A virus is gonna virus. If we temporarily defeat it, Norovirus will just keep chain-smoking and mutating until it finds a new way into your chicken salad.3 Nature just does its thing. The Rant remembers watching one of those the-world-is-ending-and-it’s-your-fault documentaries, the ones with the weepy soundtracks, and a quite cheerful scientist saying, “The world doesn’t care if we’re here or not. It will go on just fine without us.” If there is one thing a self-conscious being can’t tolerate, it’s the thought that anything, from our ex-partner to an ungrateful rock, could enjoy their benighted4 existence without our glowing presence.

Because the moment humanity became self-conscious it became self-absorbed and transformed into a survival of the fittest destruction machine. Our superiority is just a flicker on the timeline of the universe. If our extinction proves to be self-inflicted rather the result of something cool like a giant meteor, we’ll still be as gone as the dinosaurs. The cockroaches5 will not view us as a cautionary tale, and they have no appreciation for irony.

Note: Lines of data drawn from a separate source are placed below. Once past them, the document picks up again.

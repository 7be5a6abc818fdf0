use sea_orm_migration::{prelude::*, schema::*};

#[derive(DeriveMigrationName)]
pub struct Migration;

#[async_trait::async_trait]
impl MigrationTrait for Migration {
    async fn up(&self, manager: &SchemaManager) -> Result<(), DbErr> {
        manager
            .create_table(
                Table::create()
                    .table(UserActivityDaily::Table)
                    .if_not_exists()
                    .col(pk_auto(UserActivityDaily::Id))
                    .col(string(UserActivityDaily::GuildId))
                    .col(string(UserActivityDaily::UserId))
                    .col(string(UserActivityDaily::Day))
                    .col(big_integer(UserActivityDaily::Messages).default(0))
                    .col(big_integer(UserActivityDaily::VoiceMinutes).default(0))
                    .col(big_integer(UserActivityDaily::Reactions).default(0))
                    .index(
                        Index::create()
                            .unique()
                            .name("idx_user_activity_daily_unique")
                            .col(UserActivityDaily::GuildId)
                            .col(UserActivityDaily::UserId)
                            .col(UserActivityDaily::Day),
                    )
                    .to_owned(),
            )
            .await
    }

    async fn down(&self, manager: &SchemaManager) -> Result<(), DbErr> {
        manager
            .drop_table(Table::drop().table(UserActivityDaily::Table).to_owned())
            .await
    }
}

#[derive(DeriveIden)]
pub enum UserActivityDaily {
    Table,
    Id,
    GuildId,
    UserId,
    Day,
    Messages,
    VoiceMinutes,
    Reactions,
}
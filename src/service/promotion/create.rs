//! Granting promotions.

use chrono::Utc;

use crate::{
    data::{
        AdminRoleRepository, GuildSettingsRepository, PromotionBanRepository,
        PromotionGrantRepository,
    },
    error::{internal::InternalError, promotion::PromotionError, AppError},
    model::{
        log::{LogAction, NewLogEntry},
        promotion::{CreatePromotionParam, NewPromotionGrant, PromotionGrant},
    },
    service::{
        discord::{GuildRoster, MemberSnapshot},
        stats::StatsService,
    },
};

use super::{embed, validate_role_hierarchy, HierarchyCheck, PromotionService};

impl<'a> PromotionService<'a> {
    /// Grants a bot-managed role to a member.
    ///
    /// Validates in order: the role is on the guild's admin-role allow-list, the bot can
    /// manage it, the target sits below it, the granter sits above it (unless they own the
    /// guild), the target is not banned and does not already hold it. On success the role
    /// is added on Discord; for permanent grants the target's previous top admin role is
    /// removed when the guild has that enabled. The grant is stored with a snapshot of the
    /// target's activity, logged, and the target is sent a DM.
    ///
    /// If storing the grant fails after the role was added, the error is logged and
    /// returned and the role stays on the member.
    ///
    /// # Arguments
    /// - `param` - Guild, target, role, granter, duration and reason
    ///
    /// # Returns
    /// - `Ok(PromotionGrant)` - The stored grant
    /// - `Err(AppError::PromotionErr)` - A validation check failed; nothing was changed
    /// - `Err(AppError::DiscordErr)` - Discord request failed
    /// - `Err(AppError::DbErr)` - Database error
    pub async fn create_promotion(
        &self,
        param: CreatePromotionParam,
    ) -> Result<PromotionGrant, AppError> {
        let CreatePromotionParam {
            guild_id,
            target_id,
            role_id,
            granter_id,
            duration,
            reason,
        } = param;

        let admin_roles = AdminRoleRepository::new(self.db);
        if !admin_roles.contains(guild_id, role_id).await? {
            return Err(PromotionError::RoleNotAllowed.into());
        }

        let roster = self.discord.guild_roster(guild_id).await?;
        let role = roster
            .role(role_id)
            .ok_or(PromotionError::RoleNotFound)?
            .clone();

        let bot_id = self.discord.current_user_id().await?;
        let bot = self
            .discord
            .member(guild_id, bot_id)
            .await?
            .ok_or(InternalError::GuildUnavailable(guild_id))?;
        let target = self
            .discord
            .member(guild_id, target_id)
            .await?
            .ok_or(PromotionError::MemberNotFound)?;
        let granter = self
            .discord
            .member(guild_id, granter_id)
            .await?
            .ok_or(PromotionError::MemberNotFound)?;

        validate_role_hierarchy(&HierarchyCheck {
            role_position: role.position,
            bot_top_position: roster.top_position(&bot.role_ids),
            bot_can_manage_roles: roster.can_manage_roles(&bot.role_ids),
            target_top_position: roster.top_position_excluding(&target.role_ids, role_id),
            granter_top_position: roster.top_position(&granter.role_ids),
            granter_is_owner: roster.owner_id == granter_id,
        })?;

        let now = Utc::now();
        if PromotionBanRepository::new(self.db)
            .find_active(guild_id, target_id, now)
            .await?
            .is_some()
        {
            return Err(PromotionError::TargetBanned.into());
        }

        if target.has_role(role_id) {
            return Err(PromotionError::AlreadyHasRole.into());
        }

        let grant_repo = PromotionGrantRepository::new(self.db);

        // A record without the role on Discord means the role was removed by hand.
        if let Some(stale) = grant_repo.find(guild_id, target_id, role_id).await? {
            grant_repo.delete(stale.id).await?;
        }

        self.discord
            .add_role(guild_id, target_id, role_id, &reason)
            .await?;

        tracing::info!(
            "Granted role {} to user {} in guild {} ({})",
            role_id,
            target_id,
            guild_id,
            duration
        );

        let settings = GuildSettingsRepository::new(self.db).get(guild_id).await?;
        if duration.is_permanent() && settings.replace_previous_role {
            let allowed = admin_roles.list(guild_id).await?;
            self.replace_previous_role(&roster, &target, role_id, &allowed, granter_id)
                .await;
        }

        let stats = match StatsService::new(self.db).snapshot(guild_id, target_id).await {
            Ok(stats) => Some(stats),
            Err(e) => {
                tracing::warn!("Failed to snapshot stats for user {}: {}", target_id, e);
                None
            }
        };

        let grant = grant_repo
            .create(NewPromotionGrant {
                guild_id,
                user_id: target_id,
                role_id,
                reason: reason.clone(),
                by_user_id: granter_id,
                start_time: now,
                end_time: duration.end_time(now),
                duration,
                user_stats_snapshot: stats,
            })
            .await
            .map_err(|e| {
                tracing::error!(
                    "Role {} was added to user {} in guild {} but the grant could not be saved: {}",
                    role_id,
                    target_id,
                    guild_id,
                    e
                );
                e
            })?;

        self.record(NewLogEntry {
            guild_id,
            action: LogAction::GrantCreated,
            user_id: target_id,
            role_id: Some(role_id),
            by_user_id: Some(granter_id),
            details: format!("Duration: {}. Reason: {}", grant.duration, reason),
        })
        .await;

        self.notify_member(
            guild_id,
            target_id,
            embed::granted_dm_embed(&grant, &role.name, &roster.name),
        )
        .await;

        Ok(grant)
    }

    /// Removes the target's highest allow-listed role other than the one just granted.
    ///
    /// Any grant record for the replaced role is deleted and logged as ended. Discord
    /// failures are logged and leave the previous role in place.
    async fn replace_previous_role(
        &self,
        roster: &GuildRoster,
        target: &MemberSnapshot,
        granted_role_id: u64,
        allowed: &[u64],
        granter_id: u64,
    ) {
        let Some(previous) = target
            .role_ids
            .iter()
            .copied()
            .filter(|id| *id != granted_role_id && allowed.contains(id))
            .max_by_key(|id| roster.role(*id).map(|r| r.position).unwrap_or(0))
        else {
            return;
        };

        let guild_id = roster.guild_id;
        let user_id = target.user_id;

        self.guard.mark(guild_id, user_id, previous).await;
        if let Err(e) = self
            .discord
            .remove_role(guild_id, user_id, previous, "Replaced by a permanent promotion")
            .await
        {
            tracing::warn!(
                "Failed to remove previous role {} from user {} in guild {}: {}",
                previous,
                user_id,
                guild_id,
                e
            );
            return;
        }

        tracing::info!(
            "Removed previous role {} from user {} in guild {}",
            previous,
            user_id,
            guild_id
        );

        let grant_repo = PromotionGrantRepository::new(self.db);
        let replaced = match grant_repo.find(guild_id, user_id, previous).await {
            Ok(replaced) => replaced,
            Err(e) => {
                tracing::error!("Failed to look up replaced grant: {}", e);
                return;
            }
        };

        let Some(replaced) = replaced else {
            return;
        };

        if let Err(e) = grant_repo.delete(replaced.id).await {
            tracing::error!("Failed to delete replaced grant {}: {}", replaced.id, e);
            return;
        }

        self.record(NewLogEntry {
            guild_id,
            action: LogAction::GrantEnded,
            user_id,
            role_id: Some(previous),
            by_user_id: Some(granter_id),
            details: format!("Replaced by a permanent promotion to <@&{}>.", granted_role_id),
        })
        .await;
    }
}
use super::*;

/// Tests deleting a grant.
///
/// Verifies that the row is removed and a second delete reports nothing was deleted.
///
/// Expected: Ok(true) then Ok(false)
#[tokio::test]
async fn deletes_grant_once() -> Result<(), DbErr> {
    let test = TestBuilder::new().with_promotion_tables().build().await.unwrap();
    let db = test.db.as_ref().unwrap();

    let grant = factory::create_grant(db, "1", "10", "100").await?;
    factory::create_grant(db, "1", "11", "100").await?;

    let repo = PromotionGrantRepository::new(db);

    assert!(repo.delete(grant.id).await?);
    assert!(!repo.delete(grant.id).await?);

    let remaining = entity::prelude::PromotionGrant::find().count(db).await?;
    assert_eq!(remaining, 1);

    Ok(())
}
//! State shared by every event handler and the scheduler.
//!
//! `AppState` is built once at startup and cloned into the event handler. Every field is
//! cheap to clone: the database connection is a pool, and the config, guard and voice
//! sessions are reference-counted.

use sea_orm::DatabaseConnection;
use serenity::http::Http;
use std::sync::Arc;

use crate::{
    config::Config,
    service::{
        application::AdminApplicationService,
        discord::{DiscordGateway, SerenityGateway},
        guard::RoleChangeGuard,
        promotion::PromotionService,
        responsibility::ResponsibilityService,
        stats::VoiceSessions,
    },
};

#[derive(Clone)]
pub struct AppState {
    pub db: DatabaseConnection,
    pub config: Arc<Config>,

    /// Role removals the bot is about to make, shared with the member-update listener.
    pub guard: RoleChangeGuard,

    /// Open voice sessions, keyed by guild and user.
    pub voice: Arc<VoiceSessions>,
}

impl AppState {
    pub fn new(db: DatabaseConnection, config: Config) -> Self {
        Self {
            db,
            config: Arc::new(config),
            guard: RoleChangeGuard::new(),
            voice: Arc::new(VoiceSessions::new()),
        }
    }

    /// Gateway over the bot's HTTP client.
    pub fn gateway(http: &Arc<Http>) -> Arc<dyn DiscordGateway> {
        Arc::new(SerenityGateway::new(http.clone()))
    }

    pub fn promotions(&self, http: &Arc<Http>) -> PromotionService<'_> {
        PromotionService::new(&self.db, Self::gateway(http), self.guard.clone())
    }

    pub fn applications(&self, http: &Arc<Http>) -> AdminApplicationService<'_> {
        AdminApplicationService::new(&self.db, Self::gateway(http), self.guard.clone())
    }

    pub fn responsibilities(&self, http: &Arc<Http>) -> ResponsibilityService<'_> {
        ResponsibilityService::new(&self.db, Self::gateway(http), self.guard.clone())
    }
}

The Rant finds it amusing people believe we can convince each other to plan and sacrifice for our future survival when we have constructed an entire culture predicated on the idea that any delay of gratification is no gratification at all. When the planet has become consumed by water and those with gills6 are enjoying their salad days, The Rant hopes a cockroach will pause briefly on its floating box of Ding Dongs and think, we’re doing just fine. Except for that nasty case of Norovirus I got from some cream filling last week.

  1. While verifying the correct usage of the word, The Rant stumbled on a delightful site that provides charts on the rates of usage for a word throughout history. Province has shown a sad decline since the nobility stopped wandering around and claiming you owed them half your sheep for grazing on their land, bestowed upon them by crown and God. It made you want to get stabby with the sheep shears, bestowed on you by Harold the Blacksmith. The Rant notes with pride the tiny blip on the chart for the usage of “fantods” derives almost entirely from us and high school goths forced to read Mark Twain
  2. Do yourself a favor and watch a rerun of the Love Boat, picturing Charro hurling over the Lido deck
  3. We’re betting you didn’t know viruses love cigs more that a film noir detective. And shut up about vaping; that’s for losers that think they’re badasses. They wish.
  4. As you might imagine, benighted isn’t faring too well on the usage chart. Except for the death metal band with that name.
  5. The Rant came of age at the tail end of the Cold War, when we pondered and discussed the coming nuclear holocaust almost daily. Our teachers took an odd delight in describing how, after we had been burned alive from the inside out, the cockroaches would have free reign over our Hostess products no matter the level of devastation. Thus our recurring nightmare of a hellish landscape of bugs and Twinkies.
  6. In case you are wondering, carp will quickly consolidate their world dominance. Because the carp are coming for us my friend. We know, you have your environmental undies in a wad over global warming, but you should really be wringing your hands over invasive carp consuming every last edible aquatic food source and befouling our water. Carp are nasty and they have a plan. You have been warned.